While the Panama Pump was working, many stores had $25,000 or $50,000 drafts included in the day’s sales. This resulted in sale spikes on those days for those stores. Had the auditors investigated these drafts in detail, they may have seen a $50,000 item, which was highly unusual especially in the 1980s. Further, these large cash items had no corresponding customer receipt to indicate what might have been purchased for $50,000. The consecutive numbers on these drafts at different stores, and the fact these were drafts and not checks,2 should have been a glaring red flag for the auditors. But no such investigation was ever made by the auditors.
It is alleged that Main Hurdman had underbid the initial audit (1985) and, in an attempt to have a profitable engagement, did not perform adequate procedure. Further, the following year (1986), Main Hurdman merged with Peat Marwick, and new auditors were part of the engagement team. In 1997, following the takeover, Peat Marwick was terminated and Touche Ross was hired. It is certainly possible that the lack of consistency resulting from changing auditors helped Crazy Eddie hide its misconduct.
Conclusion
Sam Antar is very forthcoming regarding the fraud and his efforts to fool the auditor. In fact, Sam has a website (http://whitecollarfraud.com/) and travels the country speaking to professional groups and university students. A portion of an interview Sam did for the Association of Certified Fraud Examiners can be viewed at www.youtube.com/watch?v=5f6ZpC2bmbs.
Eddie and Sam Antar went their separate ways, and Eddie was eventually released from prison. CNBC arranged for Sam and Eddie to meet after years of never seeing or speaking to each other. A summary of the Crazy Eddie’s case and the Sam and Eddie reunion can be seen at www.youtube.com/watch?v=Y_7ntzgTvhs.
Page C42

Questions:

1. At Crazy Eddie, the management team established “deceiving the auditors” as a primary strategic objective. If management spends considerable time and effort on this goal, is it possible that the auditor can still fulfill his or her mission of ensuring the financial statements are not materially misstated? If so, what steps can an auditor take to overcome these types of situations?
2. How could the auditors have determined that the inventory balance was materially misstated? What changes to the audit plan would have been necessary to validate the existence and valuation of inventory?
3. In Crazy Eddie, the auditors’ work plan and results were viewed by the client, in part because the security of their workpapers was inadequate. Why is protecting the audit work product so important? In today’s audit environment, what should auditors do to protect their work product? What might auditors do in today’s audit environment that could expose their work product to individuals not engaged in the audit?
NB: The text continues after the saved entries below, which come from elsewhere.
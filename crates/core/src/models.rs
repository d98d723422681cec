use crate::chunking::{ChunkingConfig, DEFAULT_CHUNK_SIZE};
use crate::error::RetrievalError;
use crate::ranking::DEFAULT_TOP_K;
use chrono::{DateTime, Utc};
use serde::{Deserialize, Serialize};
use uuid::Uuid;

pub const DEFAULT_OLLAMA_HOST: &str = "http://localhost:11434";
pub const DEFAULT_MODEL: &str = "qwen2.5:0.5b";

#[derive(Debug, Clone, Serialize, Deserialize, PartialEq)]
pub struct DocumentFingerprint {
    pub title: String,
    pub checksum: String,
    pub page_count: usize,
    pub word_count: usize,
    pub ingested_at: DateTime<Utc>,
}

#[derive(Debug, Clone)]
pub struct IngestedDocument {
    pub fingerprint: DocumentFingerprint,
    pub chunks: Vec<String>,
}

#[derive(Debug, Clone, Copy, Serialize, Deserialize, PartialEq, Eq, Hash)]
#[serde(rename_all = "lowercase")]
pub enum Role {
    User,
    Assistant,
}

#[derive(Debug, Clone, Serialize, Deserialize, PartialEq, Eq)]
pub struct ChatMessage {
    pub role: Role,
    pub content: String,
}

impl ChatMessage {
    pub fn user(content: impl Into<String>) -> Self {
        Self {
            role: Role::User,
            content: content.into(),
        }
    }

    pub fn assistant(content: impl Into<String>) -> Self {
        Self {
            role: Role::Assistant,
            content: content.into(),
        }
    }
}

#[derive(Debug, Clone, Serialize, Deserialize, PartialEq)]
pub struct Session {
    pub id: Uuid,
    pub messages: Vec<ChatMessage>,
    pub pdf_chunks: Vec<String>,
    pub document: Option<DocumentFingerprint>,
}

impl Default for Session {
    fn default() -> Self {
        Self::new()
    }
}

impl Session {
    pub fn new() -> Self {
        Self {
            id: Uuid::new_v4(),
            messages: Vec::new(),
            pdf_chunks: Vec::new(),
            document: None,
        }
    }

    pub fn has_document(&self) -> bool {
        !self.pdf_chunks.is_empty()
    }

    pub fn clear(&mut self) {
        self.messages.clear();
        self.pdf_chunks.clear();
        self.document = None;
    }
}

#[derive(Debug, Clone, PartialEq, Eq)]
pub struct ChatOptions {
    pub model: String,
    pub top_k: usize,
    pub chunk_size: usize,
}

impl ChatOptions {
    pub fn validate(&self) -> Result<(), RetrievalError> {
        ChunkingConfig::new(self.chunk_size)?;
        if self.top_k == 0 {
            return Err(RetrievalError::InvalidTopK(self.top_k));
        }
        Ok(())
    }
}

impl Default for ChatOptions {
    fn default() -> Self {
        Self {
            model: DEFAULT_MODEL.to_string(),
            top_k: DEFAULT_TOP_K,
            chunk_size: DEFAULT_CHUNK_SIZE,
        }
    }
}

#[cfg(test)]
mod tests {
    use super::*;

    #[test]
    fn roles_serialize_lowercase() {
        let message = ChatMessage::assistant("hi");
        let json = serde_json::to_value(&message).unwrap();
        assert_eq!(json["role"], "assistant");
        assert_eq!(json["content"], "hi");
    }

    #[test]
    fn session_survives_json_export() {
        let mut session = Session::new();
        session.messages.push(ChatMessage::user("What is the relief pressure?"));
        session.messages.push(ChatMessage::assistant("40 psi."));
        session.pdf_chunks.push("relief valve opens at 40 psi".to_string());
        session.document = Some(DocumentFingerprint {
            title: "valve.pdf".to_string(),
            checksum: "abc".to_string(),
            page_count: 2,
            word_count: 6,
            ingested_at: Utc::now(),
        });

        let json = serde_json::to_string_pretty(&session).unwrap();
        let restored: Session = serde_json::from_str(&json).unwrap();
        assert_eq!(restored, session);

        let value = serde_json::to_value(&session).unwrap();
        assert_eq!(value["messages"][0]["role"], "user");
        assert_eq!(value["messages"][1]["content"], "40 psi.");
    }

    #[test]
    fn options_reject_zero_sizes() {
        assert!(ChatOptions::default().validate().is_ok());

        let no_chunks = ChatOptions {
            top_k: 0,
            ..ChatOptions::default()
        };
        assert_eq!(no_chunks.validate(), Err(RetrievalError::InvalidTopK(0)));

        let empty_windows = ChatOptions {
            chunk_size: 0,
            ..ChatOptions::default()
        };
        assert_eq!(
            empty_windows.validate(),
            Err(RetrievalError::InvalidChunkSize(0))
        );
    }

    #[test]
    fn clearing_drops_history_and_document() {
        let mut session = Session::new();
        session.messages.push(ChatMessage::user("hello"));
        session.pdf_chunks.push("chunk".to_string());
        session.document = Some(DocumentFingerprint {
            title: "manual.pdf".to_string(),
            checksum: "abc".to_string(),
            page_count: 1,
            word_count: 1,
            ingested_at: Utc::now(),
        });
        assert!(session.has_document());

        let id = session.id;
        session.clear();

        assert!(session.messages.is_empty());
        assert!(!session.has_document());
        assert!(session.document.is_none());
        assert_eq!(session.id, id);
    }
}
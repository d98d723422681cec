use crate::ChatError;
use async_trait::async_trait;

#[async_trait]
pub trait ChatBackend {
    async fn is_available(&self) -> bool;

    async fn list_models(&self) -> Result<Vec<String>, ChatError>;

    async fn complete(&self, model: &str, prompt: &str) -> Result<String, ChatError>;
}
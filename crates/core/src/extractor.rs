use crate::error::IngestError;
use lopdf::Document;
use std::path::Path;
use tracing::debug;

#[derive(Debug, Clone)]
pub struct PageText {
    pub number: u32,
    pub text: String,
}

pub trait PdfExtractor {
    fn extract_pages(&self, bytes: &[u8]) -> Result<Vec<PageText>, IngestError>;
}

#[derive(Debug, Default, Clone, Copy)]
pub struct LopdfExtractor;

impl PdfExtractor for LopdfExtractor {
    fn extract_pages(&self, bytes: &[u8]) -> Result<Vec<PageText>, IngestError> {
        let document =
            Document::load_mem(bytes).map_err(|error| IngestError::PdfParse(error.to_string()))?;

        let mut pages = Vec::new();
        for (page_no, _page_id) in document.get_pages() {
            let text = document
                .extract_text(&[page_no])
                .map_err(|error| IngestError::PdfParse(error.to_string()))?;

            pages.push(PageText {
                number: page_no,
                text,
            });
        }

        debug!(pages = pages.len(), bytes = bytes.len(), "extracted pdf pages");
        Ok(pages)
    }
}

pub fn join_pages(pages: &[PageText]) -> String {
    pages
        .iter()
        .map(|page| page.text.as_str())
        .collect::<Vec<_>>()
        .join("\n")
}

pub fn extract_text_from_pdf(bytes: &[u8]) -> Result<String, IngestError> {
    let pages = LopdfExtractor.extract_pages(bytes)?;
    Ok(join_pages(&pages))
}

pub fn extract_text_from_path(path: &Path) -> Result<String, IngestError> {
    let bytes = std::fs::read(path)?;
    extract_text_from_pdf(&bytes)
}
pub mod backends;
pub mod chunking;
pub mod error;
pub mod extractor;
pub mod ingest;
pub mod models;
pub mod orchestrator;
pub mod prompt;
pub mod ranking;
pub mod tfidf;
pub mod traits;

pub use backends::{OllamaClient, StreamAccumulator};
pub use chunking::{chunk_text, ChunkingConfig, DEFAULT_CHUNK_SIZE};
pub use error::{ChatError, IngestError, RetrievalError};
pub use extractor::{
    extract_text_from_path, extract_text_from_pdf, LopdfExtractor, PageText, PdfExtractor,
};
pub use ingest::{digest_bytes, ingest_pdf, ingest_pdf_file, ingest_with};
pub use models::{
    ChatMessage, ChatOptions, DocumentFingerprint, IngestedDocument, Role, Session,
    DEFAULT_MODEL, DEFAULT_OLLAMA_HOST,
};
pub use orchestrator::{describe_failure, ChatOrchestrator, Reply, GREETING};
pub use prompt::build_prompt;
pub use ranking::{get_relevant_chunks, rank_chunks, RankedChunk, DEFAULT_TOP_K};
pub use tfidf::{cosine_similarity, SparseVector, TfidfMatrix, TfidfVectorizer};
pub use traits::ChatBackend;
4. What is the primary purpose of analytical procedures performed during the planning stages of the audit? Please identify the warning signs that were revealed about the inventory balance during analytical procedures that were ignored by the auditors.
5. Crazy Eddie focused on making the company look extremely profitable just prior to the IPO. Why was this important? Does this make a client who is in the process of issuing an IPO a higher-risk client? Why or why not? Are there other risks to the auditor when an IPO is included in the engagement?
6. When Touche Ross became the new audit firm in 1997, what additional steps was the new auditor required to complete during the audit process? Are there any other steps that the audit firm should take?